The leaked files reveal that the shell company at the center of the scheme—Congo Construction Company (CCC)—received $55 million from foreign sources apparently intended for Kabila and his entourage.
CCC later funneled $10 million back out to safety as the Kabila family faced losing both political power and control over the bank.
These funds transited the international financial system, flowing through major financial institutions like Citibank and Commerzbank to and from a country plagued by corruption, doing so under false pretenses and with little to no documentation, exposing how financial giants whose market values can dwarf the entire Congolese economy fail to protect the world’s poor from kleptocracy.
CCC’s owners were a consummate middleman, Chinese scholar and self-proclaimed investment risk expert David Du Wei, and a member of President Felix Tshisekedi’s cabinet, Minister Guy Loando. Du Wei appears to have swung into action in late December 2012, around the time when the Chinese shareholders in Sicomines, a joint venture they created along with the Congolese government to carry out the resources-for-infrastructure bargain, were negotiating with China Exim Bank back to resume financing the project.
That month, he created CCC. From December 2012 to July 2018, Du was one of the most important clients at BGFIBank DRC, where Kabila’s brother, Managing Director Francis Selemani, personally opened CCC’s client account.

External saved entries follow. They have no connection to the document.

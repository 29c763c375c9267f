//! Accumulated target output for one run.

use crate::cleanup::LineCleanup;

/// Ordered, append-only record of every observed line.
///
/// Owned by the orchestrator. It is only mutated by subtests while they hold
/// the stream, and once more by the finalization pass on success.
#[derive(Debug, Default, Clone)]
pub struct OutputLog {
    lines: Vec<String>,
}

impl OutputLog {
    pub fn new() -> Self {
        Self::default()
    }

    pub fn push(&mut self, line: impl Into<String>) {
        self.lines.push(line.into());
    }

    pub fn lines(&self) -> &[String] {
        &self.lines
    }

    pub fn len(&self) -> usize {
        self.lines.len()
    }

    pub fn is_empty(&self) -> bool {
        self.lines.is_empty()
    }

    /// Last `n` lines, oldest first.
    pub fn tail(&self, n: usize) -> &[String] {
        let start = self.lines.len().saturating_sub(n);
        &self.lines[start..]
    }

    pub fn collapse(&mut self, cleanup: &LineCleanup) {
        cleanup.apply(&mut self.lines);
    }

    pub fn into_lines(self) -> Vec<String> {
        self.lines
    }
}

#[cfg(test)]
mod tests {
    use super::*;

    #[test]
    fn tail_is_bounded() {
        let mut log = OutputLog::new();
        for i in 0..5 {
            log.push(format!("line {i}"));
        }
        assert_eq!(log.tail(2), ["line 3", "line 4"]);
        assert_eq!(log.tail(50).len(), 5);
    }
}
//! Emulated target reached through a serial forwarder.
//!
//! Two pty pairs are involved:
//!
//! ```text
//!   emulator stdio <-> bridge.main   bridge.secondary <-> forwarder (opens by path)
//!   forwarder stdio -> console.secondary   console.main -> LineStream
//! ```
//!
//! The stream under test is the forwarder's own terminal, so forwarder
//! diagnostics and target output (relayed by the forwarder) arrive on the
//! same line stream. The emulator is only launched after the forwarder asks
//! for the target to be powered; until then nothing listens on the bridge.

use std::io;
use std::path::{Path, PathBuf};
use std::time::Duration;
use tracing::info;

use super::{Connection, Transport};
use crate::cleanup::LineCleanup;
use crate::config::BootTestConfig;
use crate::error::TransportError;
use crate::output::OutputLog;
use crate::process::{BackgroundProcesses, Endpoint, Launch};
use crate::pty::PtyPair;
use crate::stream::LineStream;
use crate::subtest::Handshake;

pub struct ChainbootTransport {
    emulator_command: String,
    payload: PathBuf,
    forwarder: String,
    terminator: String,
    handshake_timeout: Duration,
    cleanup: LineCleanup,
    echo: bool,
    /// Held for the duration of the run so the forwarder can open the
    /// secondary by path and the emulator always has a peer.
    bridge: Option<PtyPair>,
}

impl ChainbootTransport {
    pub fn new(
        emulator_command: impl Into<String>,
        payload: impl Into<PathBuf>,
        config: &BootTestConfig,
    ) -> Self {
        Self {
            emulator_command: emulator_command.into(),
            payload: payload.into(),
            forwarder: config.forwarder.clone(),
            terminator: config.line_terminator.clone(),
            handshake_timeout: config.handshake_timeout(),
            cleanup: config.cleanup(),
            echo: config.echo,
            bridge: None,
        }
    }

    /// Command line used to start the forwarder for a given secondary path.
    pub fn forwarder_command(&self, secondary: &Path) -> Result<String, TransportError> {
        let secondary = secondary.display().to_string();
        let payload = self.payload.display().to_string();
        let args = shlex::try_join([secondary.as_str(), payload.as_str()])
            .map_err(|e| TransportError::Io(io::Error::new(io::ErrorKind::InvalidInput, e)))?;
        Ok(format!("{} {}", self.forwarder, args))
    }
}

impl Transport for ChainbootTransport {
    fn describe(&self) -> String {
        format!(
            "chainboot of {} via '{}'",
            self.payload.display(),
            self.forwarder
        )
    }

    fn connect(
        &mut self,
        processes: &mut BackgroundProcesses,
    ) -> Result<Connection, TransportError> {
        let bridge = PtyPair::open().map_err(TransportError::Pty)?;
        let console = PtyPair::open().map_err(TransportError::Pty)?;

        let forwarder_cmd = self.forwarder_command(&bridge.secondary_path)?;
        let forwarder = Launch::new(forwarder_cmd.clone())
            .stdin(Endpoint::File(console.secondary.try_clone()?))
            .stdout(Endpoint::File(console.secondary.try_clone()?))
            .stderr(Endpoint::File(console.secondary));
        processes
            .spawn(&forwarder)
            .map_err(|source| TransportError::Spawn {
                command: forwarder_cmd,
                source,
            })?;
        drop(forwarder);
        info!(bridge = %bridge.secondary_path.display(), "forwarder started");

        let stream = LineStream::from_fd(console.main.try_clone()?, console.main, &self.terminator)
            .echo(self.echo);

        let emulator = Launch::new(self.emulator_command.clone())
            .stdin(Endpoint::File(bridge.main.try_clone()?))
            .stdout(Endpoint::File(bridge.main.try_clone()?))
            .stderr(Endpoint::Null);
        self.bridge = Some(bridge);

        Ok(Connection::new(stream)
            .with_prelude(Handshake::power_target_request(emulator, self.handshake_timeout)))
    }

    fn finalize(&self, log: &mut OutputLog) {
        log.collapse(&self.cleanup);
    }

    fn release(&mut self) {
        self.bridge = None;
    }
}

#[cfg(test)]
mod tests {
    use super::*;

    #[test]
    fn forwarder_gets_secondary_path_then_payload() {
        let mut config = BootTestConfig::default();
        config.forwarder = "ruby minipush.rb".to_string();
        let transport =
            ChainbootTransport::new("qemu-system-aarch64 -M raspi3b", "my kernel.img", &config);

        let command = transport.forwarder_command(Path::new("/dev/pts/9")).unwrap();
        assert_eq!(
            shlex::split(&command).unwrap(),
            ["ruby", "minipush.rb", "/dev/pts/9", "my kernel.img"]
        );
        assert!(transport.describe().contains("my kernel.img"));
    }

    #[test]
    fn finalize_collapses_progress_lines() {
        let mut config = BootTestConfig::default();
        config.collapse_marker = "> ".to_string();
        let transport = ChainbootTransport::new("true", "demo.img", &config);

        let mut log = OutputLog::new();
        log.push("[MP] Sending 10%\r[MP] Sending 100%");
        transport.finalize(&mut log);
        assert_eq!(log.lines(), ["> [MP] Sending 100%"]);
    }
}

CCC helped orchestrate events behind the scenes despite the fact that it engaged in no actual construction and had no legitimate business revenues or expenses on its accounts, BGFIBank DRC records show.
Against this backdrop of financial impropriety, the Kabila-led government repeatedly made decisions that benefited the Chinese stakeholders in Sicomines while the money piled up within the private commercial universe surrounding the president.
According to The Sentry’s analysis, from 2013 to 2018, CCC transferred at least $31 million to companies and people directly linked to Kabila; $21 million, largely in cash, to unknown beneficiaries; $8 million primarily to the Kabila family’s commercial partners; and over $2 million to Du’s own accounts.
CCC paid out the remaining $3 million in transfer fees and to reimburse a loan using funds Cong Maohuai’s toll management company wired Du Wei’s firm. The flow of cash increased as Kabila neared the constitutionally mandated end of his final term in office.
Over the course of one three-month period in 2016, Sicomines wired $25 million to CCC, which then transferred the money to the Kabila family, their proxies, and their commercial partners.
CCC’s role in the Sicomines deal has all the hallmarks of a massive bribery scheme: large amounts of money flowing into the accounts of people with close ties to the president, funds transiting through a bank run by the president’s brother without any meaningful scrutiny, insufficient or inaccurate documentation to justify the transfers, companies with unclear ownership, intermediaries with conflicts of interest, and decisions made in secret with significant financial benefits for the provider of the illicit funds.
This in a deal between state actors in the DRC and China, two countries known to have a high risk of corruption.
This state of affairs is not destiny, however, and nor are tales like this the exclusive province of Chinese corporations or Congolese leaders, a fact proven by the seemingly unending saga of Western oil corruption in Nigeria, for example.
The Backchannel provides a template for holding future leaders, including the DRC’s current administration, to account: Ending this state of affairs will require public vigilance, tenacious investigation and independent local law enforcement to disrupt the circle of actors who connive in looting Africa’s wealth—and hopefully bring the cycle of plunder to a close.